[proofplan]
We show that the Lebesgue point condition at $x$ implies approximate continuity at $x$ by applying the Markov inequality to convert the integral condition into a density condition. Specifically, for any $\varepsilon > 0$, the set $E_\varepsilon = \{y \in B(x,r) : |f(y) - f(x)| \geq \varepsilon\}$ has $\mathcal{L}^n$-measure bounded by $\varepsilon^{-1}$ times the integral of $|f(\cdot) - f(x)|$ over $B(x,r)$. Since $x$ is a Lebesgue point, this integral (normalized by the ball volume) tends to zero, forcing the density of $E_\varepsilon$ at $x$ to be zero. The "in particular" statement follows from [Almost Every Point Is a Lebesgue Point](/theorems/3032).
[/proofplan]
[step:Apply the Markov inequality to bound the measure of the deviation set]
Fix $\varepsilon > 0$ and $r > 0$. Define the level set
\begin{align*}
E_\varepsilon(r) := \{y \in B(x,r) : |f(y) - f(x)| \geq \varepsilon\}.
\end{align*}
Since $|f(y) - f(x)| \geq \varepsilon$ on $E_\varepsilon(r)$, the Markov inequality gives
\begin{align*}
\varepsilon \cdot \mathcal{L}^n(E_\varepsilon(r)) \leq \int_{E_\varepsilon(r)} |f(y) - f(x)| \, d\mathcal{L}^n(y) \leq \int_{B(x,r)} |f(y) - f(x)| \, d\mathcal{L}^n(y),
\end{align*}
where the second inequality enlarges the domain of integration from $E_\varepsilon(r) \subset B(x,r)$ to $B(x,r)$, which is valid since the integrand $|f(y) - f(x)|$ is non-negative. Dividing both sides by $\varepsilon \cdot \mathcal{L}^n(B(x,r))$:
\begin{align*}
\frac{\mathcal{L}^n(E_\varepsilon(r))}{\mathcal{L}^n(B(x,r))} \leq \frac{1}{\varepsilon} \cdot \frac{1}{\mathcal{L}^n(B(x,r))} \int_{B(x,r)} |f(y) - f(x)| \, d\mathcal{L}^n(y).
\end{align*}
[guided]
The Lebesgue point condition controls the integral average of $|f(y) - f(x)|$, while approximate continuity requires controlling the measure of the set where $|f(y) - f(x)|$ is large.
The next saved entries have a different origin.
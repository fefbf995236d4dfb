use serde_json::{Map, Value};
use std::marker::PhantomData;
use std::sync::Arc;
use uuid::Uuid;

use super::CatalogResource;
use crate::database::{DocumentStore, NameFilter, StoreError};

/// Typed per-entity repository over the document store.
///
/// Scopes every call to the resource's collection and converts stored
/// documents into the entity type. A lookup miss is `None`; everything else
/// is a [`StoreError`].
pub struct Repository<R: CatalogResource> {
    store: Arc<dyn DocumentStore>,
    _resource: PhantomData<fn() -> R>,
}

impl<R: CatalogResource> Repository<R> {
    pub fn new(store: Arc<dyn DocumentStore>) -> Self {
        Self { store, _resource: PhantomData }
    }

    pub async fn find_all(&self, name_contains: Option<&str>) -> Result<Vec<R::Entity>, StoreError> {
        let filter = name_contains.map(|contains| NameFilter { field: R::NAME_FIELD, contains });
        let docs = self.store.find_all(R::COLLECTION, filter).await?;
        docs.into_iter()
            .map(|doc| serde_json::from_value(doc).map_err(StoreError::from))
            .collect()
    }

    pub async fn find_by_key(&self, key: Uuid) -> Result<Option<R::Entity>, StoreError> {
        let doc = self.store.find_by_key(R::COLLECTION, key).await?;
        decode_optional(doc)
    }

    pub async fn insert(&self, key: Uuid, document: Value) -> Result<R::Entity, StoreError> {
        let stored = self.store.insert(R::COLLECTION, key, document).await?;
        Ok(serde_json::from_value(stored)?)
    }

    pub async fn apply_patch(
        &self,
        key: Uuid,
        patch: Map<String, Value>,
    ) -> Result<Option<R::Entity>, StoreError> {
        let doc = self.store.apply_patch(R::COLLECTION, key, patch).await?;
        decode_optional(doc)
    }

    pub async fn delete(&self, key: Uuid) -> Result<Option<R::Entity>, StoreError> {
        let doc = self.store.delete(R::COLLECTION, key).await?;
        decode_optional(doc)
    }
}

fn decode_optional<T: serde::de::DeserializeOwned>(
    doc: Option<Value>,
) -> Result<Option<T>, StoreError> {
    match doc {
        None => Ok(None),
        Some(doc) => Ok(Some(serde_json::from_value(doc)?)),
    }
}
These two kinds of information are connected by the Markov inequality (also called Chebyshev's inequality in its first-moment form): for a non-negative measurable function $g$ and a threshold $\varepsilon > 0$,
\begin{align*}
\mathcal{L}^n(\{y \in B(x,r) : g(y) \geq \varepsilon\}) \leq \frac{1}{\varepsilon} \int_{B(x,r)} g(y) \, d\mathcal{L}^n(y).
\end{align*}
We apply this with $g(y) = |f(y) - f(x)|$. The set $\{y \in B(x,r) : g(y) \geq \varepsilon\}$ is precisely $E_\varepsilon(r)$, and we obtain
\begin{align*}
\mathcal{L}^n(E_\varepsilon(r)) \leq \frac{1}{\varepsilon} \int_{B(x,r)} |f(y) - f(x)| \, d\mathcal{L}^n(y).
\end{align*}
Dividing both sides by $\mathcal{L}^n(B(x,r)) > 0$ gives the density bound
\begin{align*}
\frac{\mathcal{L}^n(E_\varepsilon(r))}{\mathcal{L}^n(B(x,r))} \leq \frac{1}{\varepsilon} \cdot \frac{1}{\mathcal{L}^n(B(x,r))} \int_{B(x,r)} |f(y) - f(x)| \, d\mathcal{L}^n(y).
\end{align*}
The right-hand side is $\varepsilon^{-1}$ times the Lebesgue point average, which we can now send to zero.
[/guided]
[/step]
[step:Send $r \to 0^+$ using the Lebesgue point hypothesis to conclude density zero]
Since $x$ is a Lebesgue point of $f$, by definition
\begin{align*}
\lim_{r \to 0^+} \frac{1}{\mathcal{L}^n(B(x,r))} \int_{B(x,r)} |f(y) - f(x)| \, d\mathcal{L}^n(y) = 0.
\end{align*}
Combining with the bound from the previous step:
\begin{align*}
0 \leq \lim_{r \to 0^+} \frac{\mathcal{L}^n(E_\varepsilon(r))}{\mathcal{L}^n(B(x,r))} \leq \frac{1}{\varepsilon} \cdot \lim_{r \to 0^+} \frac{1}{\mathcal{L}^n(B(x,r))} \int_{B(x,r)} |f(y) - f(x)| \, d\mathcal{L}^n(y) = 0.
\end{align*}
Therefore, for every $\varepsilon > 0$,
\begin{align*}
\lim_{r \to 0^+} \frac{\mathcal{L}^n(\{y \in B(x,r) : |f(y) - f(x)| \geq \varepsilon\})}{\mathcal{L}^n(B(x,r))} = 0.
\end{align*}
This is precisely the condition that $f$ is approximately continuous at $x$: the set $\{y : |f(y) - f(x)| \geq \varepsilon\}$ has density zero at $x$ for every $\varepsilon > 0$.
[/step]
[step:Deduce approximate continuity at $\mathcal{L}^n$-almost every point]
By the theorem [Almost Every Point Is a Lebesgue Point](/theorems/3032), the set of non-Lebesgue points of $f$ has $\mathcal{L}^n$-measure zero. Since we have shown that every Lebesgue point of $f$ is a point of approximate continuity of $f$, it follows that $f$ is approximately continuous at $\mathcal{L}^n$-almost every point of $\mathbb{R}^n$.
[/step]